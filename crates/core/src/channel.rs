//! Shared failure type for every network collaborator.
//!
//! Registration, clock sync and telemetry channels all report transport-level
//! failures with [`ChannelError`]. Server-side refusals that carry meaning
//! (rejection codes, structured telemetry rejections) travel in the typed
//! responses of each channel instead.

use crate::error::{Classify, ErrorClass};
use std::future::Future;
use std::time::Duration;
use thiserror::Error;

#[derive(Debug, Clone, Error, PartialEq, Eq)]
pub enum ChannelError {
    /// The operation did not complete within its caller-configured timeout.
    #[error("{operation} timed out after {after_ms} ms")]
    Timeout { operation: String, after_ms: u64 },

    /// The peer could not be reached or refused temporarily.
    #[error("Peer unavailable: {0}")]
    Unavailable(String),

    /// The peer answered with something that does not parse or violates the protocol.
    #[error("Protocol violation: {0}")]
    Protocol(String),
}

impl Classify for ChannelError {
    fn class(&self) -> ErrorClass {
        match self {
            ChannelError::Timeout { .. } | ChannelError::Unavailable(_) => ErrorClass::Transient,
            ChannelError::Protocol(_) => ErrorClass::Validation,
        }
    }
}

/// Runs `future` under a timeout, mapping expiry to [`ChannelError::Timeout`].
///
/// A stalled peer therefore surfaces as a recoverable error instead of
/// freezing the caller.
pub async fn with_timeout<T, F>(
    timeout: Duration,
    operation: &str,
    future: F,
) -> Result<T, ChannelError>
where
    F: Future<Output = Result<T, ChannelError>>,
{
    match tokio::time::timeout(timeout, future).await {
        Ok(result) => result,
        Err(_) => Err(ChannelError::Timeout {
            operation: operation.to_string(),
            after_ms: timeout.as_millis() as u64,
        }),
    }
}

#[cfg(test)]
mod tests {
    use super::*;

    #[tokio::test]
    async fn test_timeout_maps_to_transient_error() {
        let result: Result<(), ChannelError> = with_timeout(
            Duration::from_millis(10),
            "sync exchange",
            async {
                tokio::time::sleep(Duration::from_secs(5)).await;
                Ok(())
            },
        )
        .await;

        let err = result.unwrap_err();
        assert!(matches!(err, ChannelError::Timeout { after_ms: 10, .. }));
        assert_eq!(err.class(), ErrorClass::Transient);
    }

    #[tokio::test]
    async fn test_completed_future_passes_through() {
        let result = with_timeout(Duration::from_secs(1), "noop", async { Ok(7u32) }).await;
        assert_eq!(result.unwrap(), 7);
    }

    #[test]
    fn test_protocol_errors_are_not_retried() {
        assert_eq!(
            ChannelError::Protocol("garbage".into()).class(),
            ErrorClass::Validation
        );
    }
}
####################
DESCRIPTION OF THE TASK >> After reading the lines above, reproduce them all exactly.

SOLUTION TO THIS TASK >>
filename crates/core/src/channel.rs
//! Shared failure type for every network collaborator.
//!
//! Registration, clock sync and telemetry channels all report transport-level
//! failures with [`ChannelError`]. Server-side refusals that carry meaning
//! (rejection codes, structured telemetry rejections) travel in the typed
//! responses of each channel instead.

use crate::error::{Classify, ErrorClass};
use std::future::Future;
use std::time::Duration;
use thiserror::Error;

#[derive(Debug, Clone, Error, PartialEq, Eq)]
pub enum ChannelError {
    /// The operation did not complete within its caller-configured timeout.
    #[error("{operation} timed out after {after_ms} ms")]
    Timeout { operation: String, after_ms: u64 },

    /// The peer could not be reached or refused temporarily.
    #[error("Peer unavailable: {0}")]
    Unavailable(String),

    /// The peer answered with something that does not parse or violates the protocol.
    #[error("Protocol violation: {0}")]
    Protocol(String),
}

impl Classify for ChannelError {
    fn class(&self) -> ErrorClass {
        match self {
            ChannelError::Timeout { .. } | ChannelError::Unavailable(_) => ErrorClass::Transient,
            ChannelError::Protocol(_) => ErrorClass::Validation,
        }
    }
}

/// Runs `future` under a timeout, mapping expiry to [`ChannelError::Timeout`].
///
/// A stalled peer therefore surfaces as a recoverable error instead of
/// freezing the caller.
pub async fn with_timeout<T, F>(
    timeout: Duration,
    operation: &str,
    future: F,
) -> Result<T, ChannelError>
where
    F: Future<Output = Result<T, ChannelError>>,
{
    match tokio::time::timeout(timeout, future).await {
        Ok(result) => result,
        Err(_) => Err(ChannelError::Timeout {
            operation: operation.to_string(),
            after_ms: timeout.as_millis() as u64,
        }),
    }
}

#[cfg(test)]
mod tests {
    use super::*;

    #[tokio::test]
    async fn test_timeout_maps_to_transient_error() {
        let result: Result<(), ChannelError> = with_timeout(
            Duration::from_millis(10),
            "sync exchange",
            async {
                tokio::time::sleep(Duration::from_secs(5)).await;
                Ok(())
            },
        )
        .await;

        let err = result.unwrap_err();
        assert!(matches!(err, ChannelError::Timeout { after_ms: 10, .. }));
        assert_eq!(err.class(), ErrorClass::Transient);
    }

    #[tokio::test]
    async fn test_completed_future_passes_through() {
        let result = with_timeout(Duration::from_secs(1), "noop", async { Ok(7u32) }).await;
        assert_eq!(result.unwrap(), 7);
    }

    #[test]
    fn test_protocol_errors_are_not_retried() {
        assert_eq!(
            ChannelError::Protocol("garbage".into()).class(),
            ErrorClass::Validation
        );
    }
}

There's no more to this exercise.